//! Sealed-box encryption: X25519 + HKDF-SHA256 + XChaCha20-Poly1305.
//!
//! Wire format: `[ nonce (24) | ciphertext + tag (16) ]`.
//!
//! The nonce is drawn fresh for every seal from the engine's nonce source.
//! There is no way to pass a nonce in, so a caller cannot reuse one.

use chacha20poly1305::aead::{Aead, KeyInit};
use chacha20poly1305::{XChaCha20Poly1305, XNonce};
use hkdf::Hkdf;
use ring::rand::{SecureRandom, SystemRandom};
use sha2::Sha256;
use zeroize::Zeroizing;

use crate::error::CryptoError;
use crate::identity::{PublicKey, SecretKey};

/// XChaCha20-Poly1305 nonce length.
pub const NONCE_LEN: usize = 24;

/// Poly1305 authentication tag length.
pub const TAG_LEN: usize = 16;

/// Bytes a sealed payload adds on top of the plaintext.
pub const SEAL_OVERHEAD: usize = NONCE_LEN + TAG_LEN;

const KDF_INFO: &[u8] = b"parley sealed box v1";

/// Where nonces come from.
pub trait NonceSource: Send + Sync {
    fn fill_nonce(&self, nonce: &mut [u8; NONCE_LEN]) -> Result<(), CryptoError>;
}

/// Nonces from the operating system CSPRNG.
pub struct OsNonces {
    rng: SystemRandom,
}

impl OsNonces {
    pub fn new() -> Self {
        Self {
            rng: SystemRandom::new(),
        }
    }
}

impl Default for OsNonces {
    fn default() -> Self {
        Self::new()
    }
}

impl NonceSource for OsNonces {
    fn fill_nonce(&self, nonce: &mut [u8; NONCE_LEN]) -> Result<(), CryptoError> {
        self.rng.fill(nonce).map_err(|_| CryptoError::Entropy)
    }
}

/// Authenticated public-key encryption between two Curve25519 key pairs.
pub struct CipherEngine {
    nonces: Box<dyn NonceSource>,
}

impl CipherEngine {
    pub fn new() -> Self {
        Self {
            nonces: Box::new(OsNonces::new()),
        }
    }

    /// Engine with a caller-chosen nonce source. Test builds only.
    #[cfg(test)]
    pub(crate) fn with_nonce_source(nonces: impl NonceSource + 'static) -> Self {
        Self {
            nonces: Box::new(nonces),
        }
    }

    /// Seal `plaintext` for `recipient` under `local`.
    pub fn seal(
        &self,
        plaintext: &[u8],
        recipient: &PublicKey,
        local: &SecretKey,
    ) -> Result<Vec<u8>, CryptoError> {
        let key = box_key(local, recipient)?;
        let cipher = XChaCha20Poly1305::new_from_slice(&key[..])
            .map_err(|_| CryptoError::Encryption)?;

        let mut nonce = [0u8; NONCE_LEN];
        self.nonces.fill_nonce(&mut nonce)?;

        let ciphertext = cipher
            .encrypt(XNonce::from_slice(&nonce), plaintext)
            .map_err(|_| CryptoError::Encryption)?;

        let mut out = Vec::with_capacity(NONCE_LEN + ciphertext.len());
        out.extend_from_slice(&nonce);
        out.extend_from_slice(&ciphertext);
        Ok(out)
    }

    /// Open a payload that `sender` sealed for `local`.
    pub fn open(
        &self,
        sealed: &[u8],
        sender: &PublicKey,
        local: &SecretKey,
    ) -> Result<Vec<u8>, CryptoError> {
        if sealed.len() < SEAL_OVERHEAD {
            return Err(CryptoError::Decryption);
        }
        let (nonce, ciphertext) = sealed.split_at(NONCE_LEN);

        let key = box_key(local, sender)?;
        let cipher = XChaCha20Poly1305::new_from_slice(&key[..])
            .map_err(|_| CryptoError::Decryption)?;

        cipher
            .decrypt(XNonce::from_slice(nonce), ciphertext)
            .map_err(|_| CryptoError::Decryption)
    }
}

impl Default for CipherEngine {
    fn default() -> Self {
        Self::new()
    }
}

/// Derive the symmetric key two parties share: HKDF-SHA256 over the X25519 output.
fn box_key(local: &SecretKey, peer: &PublicKey) -> Result<Zeroizing<[u8; 32]>, CryptoError> {
    let shared = local.diffie_hellman(peer);
    if !shared.was_contributory() {
        return Err(CryptoError::InvalidKey("low-order public key".into()));
    }

    let hk = Hkdf::<Sha256>::new(None, shared.as_bytes());
    let mut key = Zeroizing::new([0u8; 32]);
    hk.expand(KDF_INFO, &mut key[..])
        .map_err(|_| CryptoError::KeyDerivation)?;
    Ok(key)
}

● ● ●

- WHAT TO PRODUCE -
All of the entries above are to be printed again exactly.

- TASK RESULT -
//! Sealed-box encryption: X25519 + HKDF-SHA256 + XChaCha20-Poly1305.
//!
//! Wire format: `[ nonce (24) | ciphertext + tag (16) ]`.
//!
//! The nonce is drawn fresh for every seal from the engine's nonce source.
//! There is no way to pass a nonce in, so a caller cannot reuse one.

use chacha20poly1305::aead::{Aead, KeyInit};
use chacha20poly1305::{XChaCha20Poly1305, XNonce};
use hkdf::Hkdf;
use ring::rand::{SecureRandom, SystemRandom};
use sha2::Sha256;
use zeroize::Zeroizing;

use crate::error::CryptoError;
use crate::identity::{PublicKey, SecretKey};

/// XChaCha20-Poly1305 nonce length.
pub const NONCE_LEN: usize = 24;

/// Poly1305 authentication tag length.
pub const TAG_LEN: usize = 16;

/// Bytes a sealed payload adds on top of the plaintext.
pub const SEAL_OVERHEAD: usize = NONCE_LEN + TAG_LEN;

const KDF_INFO: &[u8] = b"parley sealed box v1";

/// Where nonces come from.
pub trait NonceSource: Send + Sync {
    fn fill_nonce(&self, nonce: &mut [u8; NONCE_LEN]) -> Result<(), CryptoError>;
}

/// Nonces from the operating system CSPRNG.
pub struct OsNonces {
    rng: SystemRandom,
}

impl OsNonces {
    pub fn new() -> Self {
        Self {
            rng: SystemRandom::new(),
        }
    }
}

impl Default for OsNonces {
    fn default() -> Self {
        Self::new()
    }
}

impl NonceSource for OsNonces {
    fn fill_nonce(&self, nonce: &mut [u8; NONCE_LEN]) -> Result<(), CryptoError> {
        self.rng.fill(nonce).map_err(|_| CryptoError::Entropy)
    }
}

/// Authenticated public-key encryption between two Curve25519 key pairs.
pub struct CipherEngine {
    nonces: Box<dyn NonceSource>,
}

impl CipherEngine {
    pub fn new() -> Self {
        Self {
            nonces: Box::new(OsNonces::new()),
        }
    }

    /// Engine with a caller-chosen nonce source. Test builds only.
    #[cfg(test)]
    pub(crate) fn with_nonce_source(nonces: impl NonceSource + 'static) -> Self {
        Self {
            nonces: Box::new(nonces),
        }
    }

    /// Seal `plaintext` for `recipient` under `local`.
    pub fn seal(
        &self,
        plaintext: &[u8],
        recipient: &PublicKey,
        local: &SecretKey,
    ) -> Result<Vec<u8>, CryptoError> {
        let key = box_key(local, recipient)?;
        let cipher = XChaCha20Poly1305::new_from_slice(&key[..])
            .map_err(|_| CryptoError::Encryption)?;

        let mut nonce = [0u8; NONCE_LEN];
        self.nonces.fill_nonce(&mut nonce)?;

        let ciphertext = cipher
            .encrypt(XNonce::from_slice(&nonce), plaintext)
            .map_err(|_| CryptoError::Encryption)?;

        let mut out = Vec::with_capacity(NONCE_LEN + ciphertext.len());
        out.extend_from_slice(&nonce);
        out.extend_from_slice(&ciphertext);
        Ok(out)
    }

    /// Open a payload that `sender` sealed for `local`.
    pub fn open(
        &self,
        sealed: &[u8],
        sender: &PublicKey,
        local: &SecretKey,
    ) -> Result<Vec<u8>, CryptoError> {
        if sealed.len() < SEAL_OVERHEAD {
            return Err(CryptoError::Decryption);
        }
        let (nonce, ciphertext) = sealed.split_at(NONCE_LEN);

        let key = box_key(local, sender)?;
        let cipher = XChaCha20Poly1305::new_from_slice(&key[..])
            .map_err(|_| CryptoError::Decryption)?;

        cipher
            .decrypt(XNonce::from_slice(nonce), ciphertext)
            .map_err(|_| CryptoError::Decryption)
    }
}

impl Default for CipherEngine {
    fn default() -> Self {
        Self::new()
    }
}

/// Derive the symmetric key two parties share: HKDF-SHA256 over the X25519 output.
fn box_key(local: &SecretKey, peer: &PublicKey) -> Result<Zeroizing<[u8; 32]>, CryptoError> {
    let shared = local.diffie_hellman(peer);
    if !shared.was_contributory() {
        return Err(CryptoError::InvalidKey("low-order public key".into()));
    }

    let hk = Hkdf::<Sha256>::new(None, shared.as_bytes());
    let mut key = Zeroizing::new([0u8; 32]);
    hk.expand(KDF_INFO, &mut key[..])
        .map_err(|_| CryptoError::KeyDerivation)?;
    Ok(key)
}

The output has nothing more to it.